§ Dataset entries
******

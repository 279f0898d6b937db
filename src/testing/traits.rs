//! Trait definitions for testable abstractions.
//!
//! The clipboard is the engine's only external dependency. Abstracting it
//! keeps the export path testable without a real host environment and keeps
//! host references (DOM, window handles) out of the engine entirely.

use crate::error::Result;

/// Abstraction for the host environment's clipboard.
///
/// The engine only ever hands a finished string to this collaborator. The
/// write may fail or be slow; neither outcome is allowed to block further
/// toggles or mutate checklist state, which
/// [`crate::export::copy_to_clipboard`] guarantees by serializing first and
/// reporting the outcome as a [`crate::export::CopyState`].
///
/// # Example
///
/// ```rust,ignore
/// use ticklist::Clipboard;
///
/// fn share(clipboard: &mut impl Clipboard, doc: &str) -> bool {
///     clipboard.write_text(doc).is_ok()
/// }
/// ```
pub trait Clipboard {
    /// Write text to the clipboard.
    ///
    /// # Errors
    ///
    /// Returns an error if the host denies or fails the write.
    fn write_text(&mut self, text: &str) -> Result<()>;
}
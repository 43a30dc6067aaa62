//! Retention — age-based cleanup of submissions, storage statistics, and
//! the bounded history of cleanup runs.

use chrono::{DateTime, Duration, SecondsFormat, Utc};
use serde::{Deserialize, Serialize};
use std::collections::VecDeque;
use tracing::{info, warn};

use crate::storage::PriceStore;
use crate::types::{CleanupKind, CleanupRecord, CleanupStats, PriceError, StorageStats};

pub const DEFAULT_RETENTION_DAYS: u32 = 180;
pub const DEFAULT_HISTORY_CAPACITY: usize = 50;

/// Rough per-row footprint used for the size estimate.
const ESTIMATED_BYTES_PER_ROW: f64 = 200.0;

// ---------------------------------------------------------------------------
// Cleanup
// ---------------------------------------------------------------------------

/// `now - days`, or a validation error when that falls outside the
/// representable date range.
pub fn cutoff(now: DateTime<Utc>, days: u32) -> Result<DateTime<Utc>, PriceError> {
    Duration::try_days(i64::from(days))
        .and_then(|window| now.checked_sub_signed(window))
        .ok_or_else(|| {
            PriceError::Validation(format!("retention of {days} days is out of range"))
        })
}

/// Delete every submission older than `retention_days` relative to `now`.
pub async fn cleanup_old_submissions(
    store: &dyn PriceStore,
    retention_days: u32,
    now: DateTime<Utc>,
) -> Result<CleanupStats, PriceError> {
    if retention_days == 0 {
        return Err(PriceError::Validation(
            "retention_days must be at least 1".into(),
        ));
    }

    let cutoff = cutoff(now, retention_days)?;
    let deleted_count = store.delete_before(cutoff).await.map_err(|e| {
        warn!(error = %e, retention_days, "Cleanup failed");
        e
    })?;

    info!(
        deleted = deleted_count,
        retention_days,
        cutoff = %cutoff.to_rfc3339_opts(SecondsFormat::Secs, true),
        "Retention cleanup complete"
    );

    Ok(CleanupStats {
        deleted_count,
        cleanup_date: now.to_rfc3339_opts(SecondsFormat::Millis, true),
        retention_days,
    })
}

/// Size and age breakdown of the store.
///
/// `next_cleanup_eligible` follows the configured retention window; the
/// fixed 30/90/180-day buckets are always reported.
pub async fn storage_stats(
    store: &dyn PriceStore,
    retention_days: u32,
    now: DateTime<Utc>,
) -> Result<StorageStats, PriceError> {
    let (d30, d90, d180) = (cutoff(now, 30)?, cutoff(now, 90)?, cutoff(now, 180)?);
    let retention_cutoff = cutoff(now, retention_days)?;

    let (total, last_30, last_90, last_180, older_180, eligible, oldest) = futures::try_join!(
        store.count_all(),
        store.count_since(d30),
        store.count_since(d90),
        store.count_since(d180),
        store.count_before(d180),
        store.count_before(retention_cutoff),
        store.oldest_submission(),
    )?;

    let estimated_mb = (total as f64 * ESTIMATED_BYTES_PER_ROW) / (1024.0 * 1024.0);

    Ok(StorageStats {
        total_submissions: total,
        last_30_days: last_30,
        last_90_days: last_90,
        last_180_days: last_180,
        older_than_180_days: older_180,
        oldest_submission: oldest.map(|ts| ts.to_rfc3339_opts(SecondsFormat::Millis, true)),
        estimated_size_mb: (estimated_mb * 100.0).round() / 100.0,
        next_cleanup_eligible: eligible,
    })
}

// ---------------------------------------------------------------------------
// History
// ---------------------------------------------------------------------------

/// Fixed-capacity ring buffer of cleanup runs; the oldest entry is evicted
/// first once full.
#[derive(Debug, Clone, PartialEq, Serialize, Deserialize)]
pub struct CleanupHistory {
    capacity: usize,
    entries: VecDeque<CleanupRecord>,
}

impl Default for CleanupHistory {
    fn default() -> Self {
        Self::new(DEFAULT_HISTORY_CAPACITY)
    }
}

impl CleanupHistory {
    pub fn new(capacity: usize) -> Self {
        let capacity = capacity.max(1);
        Self {
            capacity,
            entries: VecDeque::with_capacity(capacity),
        }
    }

    /// Shrink (or grow) to a new capacity, evicting oldest entries.
    pub fn with_capacity(mut self, capacity: usize) -> Self {
        self.capacity = capacity.max(1);
        while self.entries.len() > self.capacity {
            self.entries.pop_front();
        }
        self
    }

    pub fn push(&mut self, record: CleanupRecord) {
        if self.entries.len() == self.capacity {
            self.entries.pop_front();
        }
        self.entries.push_back(record);
    }

    pub fn record(&mut self, stats: CleanupStats, kind: CleanupKind) {
        self.push(CleanupRecord { stats, kind });
    }

    /// The last `n` records, oldest first.
    pub fn recent(&self, n: usize) -> Vec<CleanupRecord> {
        let skip = self.entries.len().saturating_sub(n);
        self.entries.iter().skip(skip).cloned().collect()
    }

    pub fn len(&self) -> usize {
        self.entries.len()
    }

    pub fn is_empty(&self) -> bool {
        self.entries.is_empty()
    }

    pub fn capacity(&self) -> usize {
        self.capacity
    }
}

// ---------------------------------------------------------------------------
// Tests
// ---------------------------------------------------------------------------
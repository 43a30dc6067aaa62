//! PRICEWATCH — crowd-sourced grocery price bands
//!
//! Library crate exposing all modules for use by integration tests
//! and the binary entry point.

pub mod config;
pub mod types;
pub mod engine;
pub mod storage;
pub mod llm;
pub mod lookup;
pub mod api;
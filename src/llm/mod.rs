//! Receipt analysis through an external vision/chat model.
//!
//! Defines the `ReceiptAnalyzer` trait, the OpenAI implementation, and the
//! validation boundary every model response must pass before it reaches
//! the rest of the system.

pub mod openai;
pub mod receipt;

use async_trait::async_trait;

use crate::types::{PriceError, ReceiptItem};

/// Abstraction over receipt extraction models.
///
/// Implementors send a receipt (image or plain text) to a model and return
/// only fully validated line items.
#[cfg_attr(test, mockall::automock)]
#[async_trait]
pub trait ReceiptAnalyzer: Send + Sync {
    /// Extract line items from a receipt photo.
    async fn analyze_image(&self, image: &[u8], mime_type: &str) -> Result<Vec<ReceiptItem>, PriceError>;

    /// Extract line items from receipt text (fallback when upload fails).
    async fn analyze_text(&self, text: &str) -> Result<Vec<ReceiptItem>, PriceError>;

    /// Model identifier string.
    fn model_name(&self) -> &str;
}
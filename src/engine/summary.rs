//! Grouped-prices read path: fetch recent observations, fold them, and
//! shape the result for the wire.

use tracing::{debug, warn};

use super::clustering::ClusterConfig;
use crate::storage::PriceStore;
use crate::types::{GroupedPrices, PriceError};

/// Build the grouped-prices summary for the `config.limit` most recently
/// seen price bands.
///
/// Fetches `config.fetch_size()` rows newest-first and hands them to the
/// engine in the order received. Rows that fail validation are skipped.
pub async fn grouped_prices(
    store: &dyn PriceStore,
    config: &ClusterConfig,
) -> Result<GroupedPrices, PriceError> {
    let fetch = config.fetch_size();
    let rows = store.recent(fetch).await?;
    let fetched = rows.len();

    let observations: Vec<_> = rows
        .into_iter()
        .filter(|obs| match obs.validate() {
            Ok(()) => true,
            Err(e) => {
                warn!(error = %e, barcode = %obs.barcode, "Skipping invalid stored observation");
                false
            }
        })
        .collect();

    let groups = config.cluster(&observations)?;
    debug!(
        fetch,
        fetched,
        folded = observations.len(),
        groups = groups.len(),
        "Grouped prices built"
    );

    Ok(GroupedPrices::from(groups))
}
//! Shared types for PRICEWATCH.
//!
//! These types form the data model used across all modules: raw price
//! observations coming out of storage, the price groups produced by the
//! clustering engine, receipt and product payloads from the external
//! services, and retention bookkeeping.

use chrono::{DateTime, SecondsFormat, Utc};
use rust_decimal::Decimal;
use serde::{Deserialize, Serialize};
use std::fmt;

/// Display name used when the product API has no match for a barcode.
pub const UNKNOWN_PRODUCT_NAME: &str = "Ukjent produkt";

// ---------------------------------------------------------------------------
// Observations
// ---------------------------------------------------------------------------

/// One user-submitted price record for a product at a point in time.
#[derive(Debug, Clone, PartialEq, Serialize, Deserialize)]
pub struct PriceObservation {
    pub barcode: String,
    pub product_name: String,
    pub price: Decimal,
    pub currency: String,
    #[serde(default)]
    pub store_name: Option<String>,
    #[serde(default)]
    pub location: Option<String>,
    pub submitted_at: DateTime<Utc>,
}

impl fmt::Display for PriceObservation {
    fn fmt(&self, f: &mut fmt::Formatter<'_>) -> fmt::Result {
        write!(
            f,
            "[{}] {} {} {} @ {} ({})",
            self.barcode,
            self.product_name,
            self.price,
            self.currency,
            self.store_name.as_deref().unwrap_or("-"),
            self.submitted_at.to_rfc3339_opts(SecondsFormat::Secs, true),
        )
    }
}

impl PriceObservation {
    /// Reject records the clustering engine must never fold.
    pub fn validate(&self) -> Result<(), PriceError> {
        if self.barcode.trim().is_empty() {
            return Err(PriceError::Validation("observation has an empty barcode".into()));
        }
        if self.price.is_sign_negative() && !self.price.is_zero() {
            return Err(PriceError::Validation(format!(
                "observation for {} has a negative price: {}",
                self.barcode, self.price
            )));
        }
        Ok(())
    }

    /// Helper to build a test observation with sensible defaults.
    #[cfg(test)]
    pub fn sample(barcode: &str, price: Decimal, minutes_ago: i64) -> Self {
        PriceObservation {
            barcode: barcode.to_string(),
            product_name: format!("Product {barcode}"),
            price,
            currency: "NOK".to_string(),
            store_name: None,
            location: None,
            submitted_at: sample_epoch() - chrono::Duration::minutes(minutes_ago),
        }
    }
}

/// Fixed reference time for deterministic tests.
#[cfg(test)]
pub fn sample_epoch() -> DateTime<Utc> {
    use chrono::TimeZone;
    Utc.with_ymd_and_hms(2026, 3, 1, 12, 0, 0).unwrap()
}

/// Incoming price submission, before the server stamps time and id.
#[derive(Debug, Clone, Serialize, Deserialize)]
pub struct NewSubmission {
    pub barcode: String,
    pub product_name: String,
    pub price: Decimal,
    pub currency: String,
    #[serde(default)]
    pub store_name: Option<String>,
    #[serde(default)]
    pub location: Option<String>,
}

impl NewSubmission {
    pub fn validate(&self) -> Result<(), PriceError> {
        if self.barcode.trim().is_empty() {
            return Err(PriceError::Validation("barcode is required".into()));
        }
        if self.product_name.trim().is_empty() {
            return Err(PriceError::Validation("product_name is required".into()));
        }
        if self.currency.trim().is_empty() {
            return Err(PriceError::Validation("currency is required".into()));
        }
        if self.price.is_sign_negative() && !self.price.is_zero() {
            return Err(PriceError::Validation(format!(
                "price must be non-negative, got {}",
                self.price
            )));
        }
        Ok(())
    }

    /// Stamp the submission into an observation. Blank optional fields
    /// are dropped so they never reach the store.
    pub fn into_observation(self, submitted_at: DateTime<Utc>) -> PriceObservation {
        PriceObservation {
            barcode: self.barcode.trim().to_string(),
            product_name: self.product_name.trim().to_string(),
            price: self.price,
            currency: self.currency.trim().to_uppercase(),
            store_name: non_blank(self.store_name),
            location: non_blank(self.location),
            submitted_at,
        }
    }
}

fn non_blank(value: Option<String>) -> Option<String> {
    value
        .map(|v| v.trim().to_string())
        .filter(|v| !v.is_empty())
}

// ---------------------------------------------------------------------------
// Price groups
// ---------------------------------------------------------------------------

/// Identity of a price band within one clustering pass.
#[derive(Debug, Clone, PartialEq, Eq, Hash)]
pub enum GroupKey {
    /// Barcode-only key of the first band seen for a product.
    Natural(String),
    /// Barcode + price key anchoring a band that did not fit the natural one.
    Synthetic { barcode: String, price: Decimal },
}

impl fmt::Display for GroupKey {
    fn fmt(&self, f: &mut fmt::Formatter<'_>) -> fmt::Result {
        match self {
            GroupKey::Natural(barcode) => write!(f, "{barcode}"),
            GroupKey::Synthetic { barcode, price } => {
                write!(f, "{barcode}_{}", price.normalize())
            }
        }
    }
}

/// A contiguous price band for one product.
#[derive(Debug, Clone, PartialEq, Serialize)]
pub struct PriceGroup {
    #[serde(skip)]
    pub key: GroupKey,
    pub barcode: String,
    pub product_name: String,
    pub min_price: Decimal,
    pub max_price: Decimal,
    #[serde(rename = "submission_count")]
    pub count: u64,
    pub currency: String,
    pub stores: Vec<String>,
    pub locations: Vec<String>,
    #[serde(rename = "latest_submission", serialize_with = "serialize_rfc3339")]
    pub latest_submitted_at: DateTime<Utc>,
}

impl fmt::Display for PriceGroup {
    fn fmt(&self, f: &mut fmt::Formatter<'_>) -> fmt::Result {
        write!(
            f,
            "[{}] {} {}–{} {} (n={}, stores={})",
            self.key,
            self.product_name,
            self.min_price,
            self.max_price,
            self.currency,
            self.count,
            self.stores.len(),
        )
    }
}

impl PriceGroup {
    /// Seed a new band from a single observation.
    pub fn seed(key: GroupKey, obs: &PriceObservation) -> Self {
        let mut group = Self {
            key,
            barcode: obs.barcode.clone(),
            product_name: obs.product_name.clone(),
            min_price: obs.price,
            max_price: obs.price,
            count: 1,
            currency: obs.currency.clone(),
            stores: Vec::new(),
            locations: Vec::new(),
            latest_submitted_at: obs.submitted_at,
        };
        group.note_provenance(obs);
        group
    }

    /// Whether `price` lies within `tolerance` of the current band.
    ///
    /// An edge that would fall outside the `Decimal` range is unbounded.
    pub fn accepts(&self, price: Decimal, tolerance: Decimal) -> bool {
        let above_floor = self
            .min_price
            .checked_sub(tolerance)
            .map_or(true, |floor| price >= floor);
        let below_ceiling = self
            .max_price
            .checked_add(tolerance)
            .map_or(true, |ceiling| price <= ceiling);
        above_floor && below_ceiling
    }

    /// Fold an observation into the band. Only ever widens.
    pub fn absorb(&mut self, obs: &PriceObservation) {
        self.min_price = self.min_price.min(obs.price);
        self.max_price = self.max_price.max(obs.price);
        self.count += 1;
        self.note_provenance(obs);
        if obs.submitted_at > self.latest_submitted_at {
            self.latest_submitted_at = obs.submitted_at;
        }
    }

    fn note_provenance(&mut self, obs: &PriceObservation) {
        push_distinct(&mut self.stores, obs.store_name.as_deref());
        push_distinct(&mut self.locations, obs.location.as_deref());
    }
}

fn push_distinct(set: &mut Vec<String>, value: Option<&str>) {
    let Some(value) = value.map(str::trim).filter(|v| !v.is_empty()) else {
        return;
    };
    if !set.iter().any(|existing| existing == value) {
        set.push(value.to_string());
    }
}

fn serialize_rfc3339<S>(ts: &DateTime<Utc>, serializer: S) -> Result<S::Ok, S::Error>
where
    S: serde::Serializer,
{
    serializer.serialize_str(&ts.to_rfc3339_opts(SecondsFormat::Millis, true))
}

/// Wire shape of the grouped-prices read path.
#[derive(Debug, Clone, Serialize)]
pub struct GroupedPrices {
    pub count: usize,
    pub prices: Vec<PriceGroup>,
}

impl From<Vec<PriceGroup>> for GroupedPrices {
    fn from(prices: Vec<PriceGroup>) -> Self {
        Self {
            count: prices.len(),
            prices,
        }
    }
}

// ---------------------------------------------------------------------------
// External payloads
// ---------------------------------------------------------------------------

/// A validated line item extracted from a receipt.
#[derive(Debug, Clone, PartialEq, Serialize, Deserialize)]
pub struct ReceiptItem {
    pub name: String,
    pub price: Decimal,
    pub quantity: u32,
}

impl ReceiptItem {
    /// `price × quantity`, or `None` on overflow.
    pub fn line_total(&self) -> Option<Decimal> {
        self.price.checked_mul(Decimal::from(self.quantity))
    }
}

/// Sum of all line totals on a receipt, or `None` on overflow.
pub fn receipt_total(items: &[ReceiptItem]) -> Option<Decimal> {
    items
        .iter()
        .try_fold(Decimal::ZERO, |sum, item| sum.checked_add(item.line_total()?))
}

/// Product metadata resolved from a barcode.
#[derive(Debug, Clone, PartialEq, Serialize, Deserialize)]
pub struct ProductInfo {
    pub name: String,
    #[serde(default, skip_serializing_if = "Option::is_none")]
    pub brand: Option<String>,
    #[serde(default, skip_serializing_if = "Option::is_none")]
    pub category: Option<String>,
    #[serde(default, rename = "imageUrl", skip_serializing_if = "Option::is_none")]
    pub image_url: Option<String>,
}

impl ProductInfo {
    pub fn unknown() -> Self {
        Self {
            name: UNKNOWN_PRODUCT_NAME.to_string(),
            brand: None,
            category: None,
            image_url: None,
        }
    }

    pub fn is_unknown(&self) -> bool {
        self.name == UNKNOWN_PRODUCT_NAME && self.brand.is_none()
    }
}

// ---------------------------------------------------------------------------
// Retention
// ---------------------------------------------------------------------------

/// Result of a single retention cleanup run.
#[derive(Debug, Clone, PartialEq, Serialize, Deserialize)]
pub struct CleanupStats {
    pub deleted_count: u64,
    pub cleanup_date: String,
    pub retention_days: u32,
}

/// What triggered a cleanup run.
#[derive(Debug, Clone, Copy, PartialEq, Eq, Serialize, Deserialize)]
#[serde(rename_all = "lowercase")]
pub enum CleanupKind {
    Scheduled,
    Manual,
}

impl fmt::Display for CleanupKind {
    fn fmt(&self, f: &mut fmt::Formatter<'_>) -> fmt::Result {
        match self {
            CleanupKind::Scheduled => write!(f, "scheduled"),
            CleanupKind::Manual => write!(f, "manual"),
        }
    }
}

/// A cleanup run as remembered by the history ring buffer.
#[derive(Debug, Clone, PartialEq, Serialize, Deserialize)]
pub struct CleanupRecord {
    #[serde(flatten)]
    pub stats: CleanupStats,
    #[serde(rename = "type")]
    pub kind: CleanupKind,
}

/// Size and age breakdown of the submissions table.
#[derive(Debug, Clone, PartialEq, Serialize, Deserialize)]
pub struct StorageStats {
    pub total_submissions: u64,
    pub last_30_days: u64,
    pub last_90_days: u64,
    pub last_180_days: u64,
    pub older_than_180_days: u64,
    pub oldest_submission: Option<String>,
    pub estimated_size_mb: f64,
    pub next_cleanup_eligible: u64,
}

// ---------------------------------------------------------------------------
// Error types
// ---------------------------------------------------------------------------

/// Domain-specific error types for PRICEWATCH.
#[derive(Debug, thiserror::Error)]
pub enum PriceError {
    #[error("Validation error: {0}")]
    Validation(String),

    #[error("Unauthorized")]
    Unauthorized,

    #[error("Upstream error ({service}): {message}")]
    Upstream { service: String, message: String },

    #[error("Storage error: {0}")]
    Storage(String),

    #[error("Configuration error: {0}")]
    Config(String),
}

impl PriceError {
    pub fn upstream(service: &str, message: impl Into<String>) -> Self {
        PriceError::Upstream {
            service: service.to_string(),
            message: message.into(),
        }
    }
}

impl From<sqlx::Error> for PriceError {
    fn from(e: sqlx::Error) -> Self {
        PriceError::Storage(e.to_string())
    }
}

// ---------------------------------------------------------------------------
// Tests
// ---------------------------------------------------------------------------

******

§ TASK DETAILS
Look through the data above for lines holding the word "every". State how many there are and nothing else.

§ REPLY
2